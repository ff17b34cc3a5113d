//! Add command implementation.

use anyhow::{Result, anyhow};

use crate::entry::Entry;
use crate::generator::{self, CharClasses};
use crate::shell::command::{Command, CommandResult, CompletionContext, ShellContext};

const DEFAULT_GENERATED_LENGTH: usize = 16;

/// Command to add a new entry.
pub struct AddCommand;

/// Where the password of a new entry comes from.
#[derive(Debug, PartialEq, Eq)]
enum PasswordInput {
    Literal(String),
    Prompt,
    Generate(usize),
}

impl PasswordInput {
    fn parse(arg: Option<&str>) -> Result<Self> {
        match arg {
            None | Some("-") => Ok(PasswordInput::Prompt),
            Some("-g") => Ok(PasswordInput::Generate(DEFAULT_GENERATED_LENGTH)),
            Some(arg) => match arg.strip_prefix("-g") {
                Some(len) => match len.parse::<usize>() {
                    Ok(length) if length <= generator::MAX_LENGTH => {
                        Ok(PasswordInput::Generate(length))
                    }
                    Ok(_) => Err(anyhow!(
                        "Password length must be at most {}",
                        generator::MAX_LENGTH
                    )),
                    Err(_) => Err(anyhow!("Invalid password length '{}'", len)),
                },
                None => Ok(PasswordInput::Literal(arg.to_string())),
            },
        }
    }
}

impl Command for AddCommand {
    fn name(&self) -> &str {
        "add"
    }

    fn aliases(&self) -> &[&str] {
        &["a", "new"]
    }

    fn description(&self) -> &str {
        "Add a new entry"
    }

    fn usage(&self) -> &str {
        "add <name> [password] [category] [website] [login]"
    }

    fn help(&self) -> &str {
        "Add a new entry to the store.\n\n\
         Arguments:\n  \
           <name>     - Name of the entry (need not be unique)\n  \
           [password] - The password; '-' or nothing prompts for it,\n               \
                        '-g' generates 16 characters, '-g24' generates 24\n  \
           [category] - Category label (optional)\n  \
           [website]  - Website (optional)\n  \
           [login]    - Login (optional)\n\n\
         A warning is shown when another entry already uses the password.\n\n\
         Examples:\n  \
           add github -g Work github.com octocat\n  \
           add email\n  \
           add bank s3cret Finance"
    }

    fn execute(&self, args: &[&str], ctx: &mut ShellContext) -> CommandResult {
        if args.is_empty() {
            return CommandResult::usage(self, "Missing entry name");
        }

        let input = match PasswordInput::parse(args.get(1).copied()) {
            Ok(input) => input,
            Err(e) => return CommandResult::usage(self, &e.to_string()),
        };

        let mut notes = Vec::new();
        let password = match input {
            PasswordInput::Literal(password) => password,
            PasswordInput::Prompt => match rpassword::prompt_password("Password: ") {
                Ok(password) => password,
                Err(e) => return CommandResult::error(format!("Failed to read password: {}", e)),
            },
            PasswordInput::Generate(length) => {
                let password = generator::generate(length, CharClasses::all());
                notes.push(format!("Generated password: {}", password));
                password
            }
        };

        if password.is_empty() {
            return CommandResult::error("Password cannot be empty");
        }

        if ctx.manager.is_password_used(&password) {
            notes.push(
                "Warning: this password is already used by another entry. \
                 Consider using a different password."
                    .to_string(),
            );
        }

        let entry = Entry::new(args[0], password)
            .with_category(args.get(2).copied().unwrap_or_default())
            .with_website(args.get(3).copied().unwrap_or_default())
            .with_login(args.get(4).copied().unwrap_or_default());

        log::debug!("Adding entry: {}", entry.name);

        match ctx.manager.add(entry) {
            Ok(()) => {
                ctx.mark_modified();
                log::info!("Added entry: {}", args[0]);
                notes.push(format!("Added '{}'", args[0]));
                CommandResult::success(notes.join("\n"))
            }
            Err(e) => {
                // The entry is in memory even though the write failed.
                ctx.mark_modified();
                CommandResult::error(format!("Failed to save: {:#}", e))
            }
        }
    }

    fn completions(&self, args: &[&str], partial: &str, ctx: &CompletionContext) -> Vec<String> {
        if args.len() == 2 {
            ctx.index.categories.completions(partial)
        } else {
            vec![]
        }
    }

    fn min_args(&self) -> usize {
        1
    }

    fn max_args(&self) -> Option<usize> {
        Some(5)
    }

    fn sensitive(&self) -> bool {
        true
    }
}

━━━━━━

* **Task to carry out**: With the line holding "#[derive(Debug, PartialEq, Eq)]" as the first and the line holding "[category] - Category" as the last, please transcribe exactly the lines of the material above in that range and nothing else.

* **Exercise response**:
#[derive(Debug, PartialEq, Eq)]
enum PasswordInput {
    Literal(String),
    Prompt,
    Generate(usize),
}

impl PasswordInput {
    fn parse(arg: Option<&str>) -> Result<Self> {
        match arg {
            None | Some("-") => Ok(PasswordInput::Prompt),
            Some("-g") => Ok(PasswordInput::Generate(DEFAULT_GENERATED_LENGTH)),
            Some(arg) => match arg.strip_prefix("-g") {
                Some(len) => match len.parse::<usize>() {
                    Ok(length) if length <= generator::MAX_LENGTH => {
                        Ok(PasswordInput::Generate(length))
                    }
                    Ok(_) => Err(anyhow!(
                        "Password length must be at most {}",
                        generator::MAX_LENGTH
                    )),
                    Err(_) => Err(anyhow!("Invalid password length '{}'", len)),
                },
                None => Ok(PasswordInput::Literal(arg.to_string())),
            },
        }
    }
}

impl Command for AddCommand {
    fn name(&self) -> &str {
        "add"
    }

    fn aliases(&self) -> &[&str] {
        &["a", "new"]
    }

    fn description(&self) -> &str {
        "Add a new entry"
    }

    fn usage(&self) -> &str {
        "add <name> [password] [category] [website] [login]"
    }

    fn help(&self) -> &str {
        "Add a new entry to the store.\n\n\
         Arguments:\n  \
           <name>     - Name of the entry (need not be unique)\n  \
           [password] - The password; '-' or nothing prompts for it,\n               \
                        '-g' generates 16 characters, '-g24' generates 24\n  \
           [category] - Category label (optional)\n  \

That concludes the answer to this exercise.